Desde el fondo del salón me llegó claramente un resoplido lleno de desprecio.

—Kari Thue —dije en voz alta—, entiendo que estés impaciente. A ti no te interesan ni los calcetines ni los jerséis prestados. Pero voy a aprovechar la ocasión y preguntarte algo a ti. ¿Podrías tener la amabilidad de levantarte? Veo muy mal desde aquí atrás.

No hubo reacción.

—De acuerdo —dije—. Supongo que me oyes. ¿Cómo sabías que la madrugada en que murió Cato Hammer el vendaval amainó un rato alrededor de las tres?

Ella seguía inmóvil.

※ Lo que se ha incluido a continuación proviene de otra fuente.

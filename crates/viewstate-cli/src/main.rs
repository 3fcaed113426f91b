//! `viewstate` command line tool.

use clap::{ColorChoice, Parser};
use std::io::{self, IsTerminal};
use tracing::level_filters::LevelFilter;
use viewstate_cli::cli::{Cli, Command, LogFormatArg, LogLevelArg};
use viewstate_cli::commands::{run_apply, run_decode, run_encode};
use viewstate_cli::logging::{LogConfig, LogFormat, init_logging};

fn main() {
    let cli = Cli::parse();
    cli.color.write_global();
    let log_config = log_config_from_cli(&cli);
    if let Err(error) = init_logging(&log_config) {
        eprintln!("error: failed to initialize logging: {error}");
        std::process::exit(1);
    }
    let result = match &cli.command {
        Command::Encode(args) => run_encode(args),
        Command::Decode(args) => run_decode(args),
        Command::Apply(args) => run_apply(args),
    };
    let exit_code = match result {
        Ok(output) => {
            println!("{output}");
            0
        }
        Err(error) => {
            eprintln!("error: {error:#}");
            1
        }
    };
    std::process::exit(exit_code);
}

/// Build logging configuration from CLI flags with consistent precedence.
fn log_config_from_cli(cli: &Cli) -> LogConfig {
    let mut config = LogConfig {
        level_filter: cli.verbosity.tracing_level_filter(),
        ..LogConfig::default()
    };
    config.use_env_filter = !(cli.verbosity.is_present() || cli.log_level.is_some());
    if let Some(level) = cli.log_level {
        config.level_filter = match level {
            LogLevelArg::Error => LevelFilter::ERROR,
            LogLevelArg::Warn => LevelFilter::WARN,
            LogLevelArg::Info => LevelFilter::INFO,
            LogLevelArg::Debug => LevelFilter::DEBUG,
            LogLevelArg::Trace => LevelFilter::TRACE,
        };
    }
    config.format = match cli.log_format {
        LogFormatArg::Pretty => LogFormat::Pretty,
        LogFormatArg::Compact => LogFormat::Compact,
        LogFormatArg::Json => LogFormat::Json,
    };
    config.log_file = cli.log_file.clone();
    config.with_ansi = match cli.color.color {
        ColorChoice::Always => true,
        ColorChoice::Never => false,
        ColorChoice::Auto => cli.log_file.is_none() && io::stderr().is_terminal(),
    };
    config
}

No podía verla, pero de repente me imaginé una liebre, una cría de liebre marrón que se aprieta aterrada contra el suelo, pensando que puede hacerse invisible.

La inquietud se propagó a su alrededor.

—Contéstale.

—¡Te ha hecho una pregunta!

—Pero si yo no sabía que el vendaval amainó sobre las tres —dijo Kari Thue, aún sin levantarse—. ¿Cómo puedes decir que yo…?

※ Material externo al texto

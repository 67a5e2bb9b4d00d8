//! Error taxonomy for the call session core.
//!
//! Setup errors (`DeviceUnavailable`, `SignalingUnavailable`, ...) are
//! returned synchronously from the controller operations. Errors that occur
//! once a call is running only ever surface through the end-of-call
//! notification.

use thiserror::Error;

/// Call session errors
#[derive(Debug, Clone, PartialEq, Eq, Error)]
pub enum CallError {
    /// Local capture could not start (no device, permission denied)
    #[error("Device unavailable: {0}")]
    DeviceUnavailable(String),
    /// The signaling channel or call-record service could not be reached
    #[error("Signaling unavailable: {0}")]
    SignalingUnavailable(String),
    /// Malformed or incompatible description/candidate, or out-of-order offer/answer
    #[error("Negotiation failed: {0}")]
    NegotiationFailed(String),
    /// Transient loss of connectivity, recovered inside the grace window
    #[error("Connectivity lost")]
    ConnectivityLost,
    /// Connectivity did not recover inside the grace window
    #[error("Connectivity terminated")]
    ConnectivityTerminated,
    /// No active call with this id
    #[error("Session not found: {0}")]
    SessionNotFound(String),
    /// A call with this peer is already active
    #[error("Already in a call with {0}")]
    AlreadyInCall(String),
    /// Session limit reached
    #[error("Maximum sessions reached ({0})")]
    TooManySessions(usize),
    /// Setup was abandoned before the call started
    #[error("Call setup cancelled")]
    Cancelled,
    /// Invalid configuration
    #[error("Invalid configuration: {0}")]
    Config(String),
}

impl CallError {
    /// Re-classify a collaborator failure as a signaling failure, keeping cancellation intact.
    pub(crate) fn into_signaling(self) -> Self {
        match self {
            CallError::Cancelled | CallError::SignalingUnavailable(_) => self,
            other => CallError::SignalingUnavailable(other.to_string()),
        }
    }
}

—Cuando empezaron a correr los rumores sobre la huida de Cato Hammer, tú ratificaste la teoría de que alguien había robado una moto de nieve diciendo que el vendaval había amainado justo sobre esa hora.

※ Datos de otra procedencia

//! webrtc-rs backed peer link
//!
//! Builds one `RTCPeerConnection` per call from `WebRTCConfig` and turns its
//! callbacks into `LinkEvent`s.

use super::{
    DescriptionKind, IceCandidate, LinkEvent, LinkEventSink, PeerLink, PeerLinkFactory,
    RemoteTrack, SessionDescription, TransportState,
};
use crate::config::{IceServerConfig, WebRTCConfig};
use crate::error::CallError;
use crate::media::{LocalMedia, TrackKind};
use async_trait::async_trait;
use log::{debug, info, warn};
use std::sync::Arc;
use webrtc::api::interceptor_registry::register_default_interceptors;
use webrtc::api::media_engine::MediaEngine;
use webrtc::api::setting_engine::SettingEngine;
use webrtc::api::APIBuilder;
use webrtc::ice::udp_network::{EphemeralUDP, UDPNetwork};
use webrtc::ice_transport::ice_candidate::{RTCIceCandidate, RTCIceCandidateInit};
use webrtc::ice_transport::ice_candidate_type::RTCIceCandidateType;
use webrtc::ice_transport::ice_server::RTCIceServer;
use webrtc::interceptor::registry::Registry;
use webrtc::peer_connection::configuration::RTCConfiguration;
use webrtc::peer_connection::peer_connection_state::RTCPeerConnectionState;
use webrtc::peer_connection::sdp::session_description::RTCSessionDescription;
use webrtc::peer_connection::RTCPeerConnection;
use webrtc::rtp_transceiver::rtp_codec::RTPCodecType;
use webrtc::track::track_local::TrackLocal;

/// Creates `RtcPeerLink`s from WebRTC configuration
pub struct RtcPeerLinkFactory {
    config: WebRTCConfig,
}

impl RtcPeerLinkFactory {
    pub fn new(config: WebRTCConfig) -> Self {
        Self { config }
    }

    /// Create a new PeerConnection with the configured settings
    async fn create_peer_connection(&self) -> Result<Arc<RTCPeerConnection>, CallError> {
        let mut setting_engine = SettingEngine::default();

        if !self.config.nat1to1_ips.is_empty() {
            setting_engine.set_nat_1to1_ips(self.config.nat1to1_ips.clone(), RTCIceCandidateType::Host);
        }

        if let Some(range) = self.config.ephemeral_udp_port_range {
            let ephemeral = EphemeralUDP::new(range[0], range[1])
                .map_err(|e| CallError::Config(format!("Invalid ICE UDP port range: {}", e)))?;
            setting_engine.set_udp_network(UDPNetwork::Ephemeral(ephemeral));
        }

        // Opus, VP8, VP9 and H264 with their default payload types
        let mut media_engine = MediaEngine::default();
        media_engine
            .register_default_codecs()
            .map_err(|e| CallError::NegotiationFailed(format!("Failed to register codecs: {}", e)))?;

        let mut registry = Registry::new();
        registry = register_default_interceptors(registry, &mut media_engine)
            .map_err(|e| CallError::NegotiationFailed(format!("Failed to register interceptors: {}", e)))?;

        let api = APIBuilder::new()
            .with_media_engine(media_engine)
            .with_interceptor_registry(registry)
            .with_setting_engine(setting_engine)
            .build();

        let ice_servers = build_ice_servers(&self.config)
            .into_iter()
            .map(|server| RTCIceServer {
                urls: server.urls,
                username: server.username.unwrap_or_default(),
                credential: server.credential.unwrap_or_default(),
                ..Default::default()
            })
            .collect();

        let rtc_config = RTCConfiguration {
            ice_servers,
            ..Default::default()
        };

        let peer_connection = api
            .new_peer_connection(rtc_config)
            .await
            .map_err(|e| CallError::NegotiationFailed(format!("Failed to create peer connection: {}", e)))?;

        Ok(Arc::new(peer_connection))
    }
}

#[async_trait]
impl PeerLinkFactory for RtcPeerLinkFactory {
    async fn create(&self, events: LinkEventSink) -> Result<Arc<dyn PeerLink>, CallError> {
        let peer_connection = self.create_peer_connection().await?;
        let ice_trickle = self.config.ice_trickle;

        let state_events = events.clone();
        peer_connection.on_peer_connection_state_change(Box::new(move |state: RTCPeerConnectionState| {
            let events = state_events.clone();
            Box::pin(async move {
                debug!("Peer connection state: {}", state);
                events.emit(LinkEvent::TransportChanged(TransportState::from(state)));
            })
        }));

        if ice_trickle {
            let candidate_events = events.clone();
            peer_connection.on_ice_candidate(Box::new(move |candidate: Option<RTCIceCandidate>| {
                let events = candidate_events.clone();
                Box::pin(async move {
                    let Some(candidate) = candidate else {
                        debug!("ICE gathering complete");
                        return;
                    };
                    match candidate.to_json() {
                        Ok(init) => events.emit(LinkEvent::LocalCandidate(IceCandidate {
                            candidate: init.candidate,
                            sdp_mid: init.sdp_mid,
                            sdp_mline_index: init.sdp_mline_index,
                        })),
                        Err(e) => warn!("Failed to serialize local candidate: {}", e),
                    }
                })
            }));
        }

        let track_events = events;
        peer_connection.on_track(Box::new(move |track, _receiver, _transceiver| {
            let events = track_events.clone();
            Box::pin(async move {
                let kind = match track.kind() {
                    RTPCodecType::Video => TrackKind::Video,
                    _ => TrackKind::Audio,
                };
                let remote = Arc::new(RemoteTrack::new(kind, track.id(), track.stream_id()));
                info!("Remote {} track {} arrived", kind.as_str(), remote.id());
                events.emit(LinkEvent::RemoteTrack(remote.clone()));

                tokio::spawn(async move {
                    while let Ok((packet, _)) = track.read_rtp().await {
                        remote.publish(packet.payload);
                    }
                    debug!("Remote track {} ended", remote.id());
                });
            })
        }));

        Ok(Arc::new(RtcPeerLink {
            peer_connection,
            ice_trickle,
        }))
    }
}

/// One `RTCPeerConnection`
pub struct RtcPeerLink {
    peer_connection: Arc<RTCPeerConnection>,
    ice_trickle: bool,
}

impl RtcPeerLink {
    /// Commit `description` locally. Without trickle ICE the returned SDP
    /// carries every gathered candidate.
    async fn commit_local(&self, description: RTCSessionDescription) -> Result<String, CallError> {
        let mut gather_complete = self.peer_connection.gathering_complete_promise().await;

        self.peer_connection
            .set_local_description(description.clone())
            .await
            .map_err(|e| CallError::NegotiationFailed(format!("Failed to set local description: {}", e)))?;

        if !self.ice_trickle {
            let _ = gather_complete.recv().await;
        }

        match self.peer_connection.local_description().await {
            Some(local) => Ok(local.sdp),
            None => Ok(description.sdp),
        }
    }
}

#[async_trait]
impl PeerLink for RtcPeerLink {
    async fn attach_local_media(&self, media: &LocalMedia) -> Result<(), CallError> {
        for track in media.tracks() {
            let rtc_track = track.rtc_track() as Arc<dyn TrackLocal + Send + Sync>;
            let sender = self
                .peer_connection
                .add_track(rtc_track)
                .await
                .map_err(|e| CallError::NegotiationFailed(format!("Failed to add {} track: {}", track.kind().as_str(), e)))?;

            // RTCP must be drained for interceptors (NACK, reports) to run
            tokio::spawn(async move {
                let mut rtcp_buf = vec![0u8; 1500];
                while sender.read(&mut rtcp_buf).await.is_ok() {}
            });
        }
        Ok(())
    }

    async fn create_offer(&self) -> Result<SessionDescription, CallError> {
        let offer = self
            .peer_connection
            .create_offer(None)
            .await
            .map_err(|e| CallError::NegotiationFailed(format!("Failed to create offer: {}", e)))?;
        Ok(SessionDescription::offer(self.commit_local(offer).await?))
    }

    async fn create_answer(&self) -> Result<SessionDescription, CallError> {
        let answer = self
            .peer_connection
            .create_answer(None)
            .await
            .map_err(|e| CallError::NegotiationFailed(format!("Failed to create answer: {}", e)))?;
        Ok(SessionDescription::answer(self.commit_local(answer).await?))
    }

    async fn set_remote_description(&self, description: &SessionDescription) -> Result<(), CallError> {
        let parsed = match description.kind {
            DescriptionKind::Offer => RTCSessionDescription::offer(description.sdp.clone()),
            DescriptionKind::Answer => RTCSessionDescription::answer(description.sdp.clone()),
        }
        .map_err(|e| CallError::NegotiationFailed(format!("Invalid SDP {:?}: {}", description.kind, e)))?;

        self.peer_connection
            .set_remote_description(parsed)
            .await
            .map_err(|e| CallError::NegotiationFailed(format!("Failed to set remote description: {}", e)))
    }

    async fn add_ice_candidate(&self, candidate: &IceCandidate) -> Result<(), CallError> {
        let candidate_init = RTCIceCandidateInit {
            candidate: candidate.candidate.clone(),
            sdp_mid: candidate.sdp_mid.clone(),
            sdp_mline_index: candidate.sdp_mline_index,
            username_fragment: None,
        };

        self.peer_connection
            .add_ice_candidate(candidate_init)
            .await
            .map_err(|e| CallError::NegotiationFailed(format!("Failed to add ICE candidate: {}", e)))
    }

    async fn close(&self) {
        if let Err(e) = self.peer_connection.close().await {
            warn!("Failed to close peer connection: {}", e);
        }
    }
}

/// Explicit STUN/TURN hosts win over the `ice_servers` list.
fn build_ice_servers(config: &WebRTCConfig) -> Vec<IceServerConfig> {
    let mut servers = Vec::new();

    if !config.stun_host.is_empty() && config.stun_port != 0 {
        servers.push(IceServerConfig {
            urls: vec![format!("stun:{}:{}", config.stun_host, config.stun_port)],
            username: None,
            credential: None,
        });
    }

    if !config.turn_host.is_empty() {
        let scheme = if config.turn_tls { "turns" } else { "turn" };
        let transport = if config.turn_protocol.is_empty() {
            "udp"
        } else {
            config.turn_protocol.as_str()
        };
        let url = format!(
            "{}:{}:{}?transport={}",
            scheme, config.turn_host, config.turn_port, transport
        );

        let (username, credential) = if !config.turn_username.is_empty() && !config.turn_password.is_empty() {
            (Some(config.turn_username.clone()), Some(config.turn_password.clone()))
        } else {
            (None, None)
        };

        servers.push(IceServerConfig {
            urls: vec![url],
            username,
            credential,
        });
    }

    if servers.is_empty() {
        return config.ice_servers.clone();
    }

    servers
}

#[cfg(test)]
mod tests {
    use super::*;

    #[test]
    fn default_ice_servers_are_public_stun() {
        let servers = build_ice_servers(&WebRTCConfig::default());
        assert_eq!(servers.len(), 2);
        assert_eq!(servers[0].urls, vec!["stun:stun.l.google.com:19302".to_string()]);
    }

    #[test]
    fn turn_host_builds_credentialed_url() {
        let config = WebRTCConfig {
            turn_host: "turn.example.org".to_string(),
            turn_port: 5349,
            turn_tls: true,
            turn_protocol: "tcp".to_string(),
            turn_username: "alice".to_string(),
            turn_password: "secret".to_string(),
            ..WebRTCConfig::default()
        };
        let servers = build_ice_servers(&config);
        assert_eq!(servers.len(), 1);
        assert_eq!(servers[0].urls, vec!["turns:turn.example.org:5349?transport=tcp".to_string()]);
        assert_eq!(servers[0].username.as_deref(), Some("alice"));
    }

    #[tokio::test]
    async fn factory_creates_link_and_offer() {
        let factory = RtcPeerLinkFactory::new(WebRTCConfig {
            ice_servers: Vec::new(),
            ..WebRTCConfig::default()
        });
        let link = factory.create(LinkEventSink::new(|_| {})).await.unwrap();
        let media = LocalMedia::new(
            crate::media::MediaKind::AudioOnly,
            crate::config::VideoCodec::VP8,
            crate::media::CaptureSession::new(),
        );
        link.attach_local_media(&media).await.unwrap();
        let offer = link.create_offer().await.unwrap();
        assert!(offer.sdp.contains("m=audio"));
        link.close().await;
    }
}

—Supongo simplemente que estaría despierta sobre las tres —se apresuró a decir Kari Thue; todavía no podía verla—. Estaría despierta, tampoco es tan raro. Y vi que el tiempo había mejorado.

—De acuerdo —dije—. Estabas despierta. Y de hecho justo a esa hora hacía menos viento. Lo corrobora el diario del hotel.

Se levantó y sonrió triunfante a sus partidarios, quienes le devolvieron la sonrisa, un poco preocupados.

—Exactamente. Entonces no entiendo por qué…

—Sin embargo dijiste que estabas dormida —la interrumpí—. A la mañana siguiente, al bajar a recepción, incluso te quejaste de lo dormida que estabas. En tu opinión era una irresponsabilidad que Berit hubiera dejado dormir a los huéspedes toda la noche. Habríamos podido sufrir una conmoción cerebral, dijiste; deberían habernos despertado.

—Pero yo…

—Según todos los indicios, Cato Hammer fue asesinado alrededor de las tres. ¿Estabas dormida o despierta? Sobre las tres, me refiero. Tendrás que elegir una u otra posibilidad, pues no pueden ser las dos a la vez. ¿Cuándo mentiste? ¿Entonces o ahora?

En el fondo me sentía a gusto. A decir verdad, me lo estaba pasando muy bien.

—Estaba… estaba despierta. Pero solo unos minutos, para… tuve que ir al lavabo. Luego me dormí, y dormí muy profundamente.

—De acuerdo. —Hice una mueca de indiferencia, antes de clavar la mirada en Mikkel—. También tú estuviste en el lavabo, ¿no? Sobre las tres de la madrugada del jueves.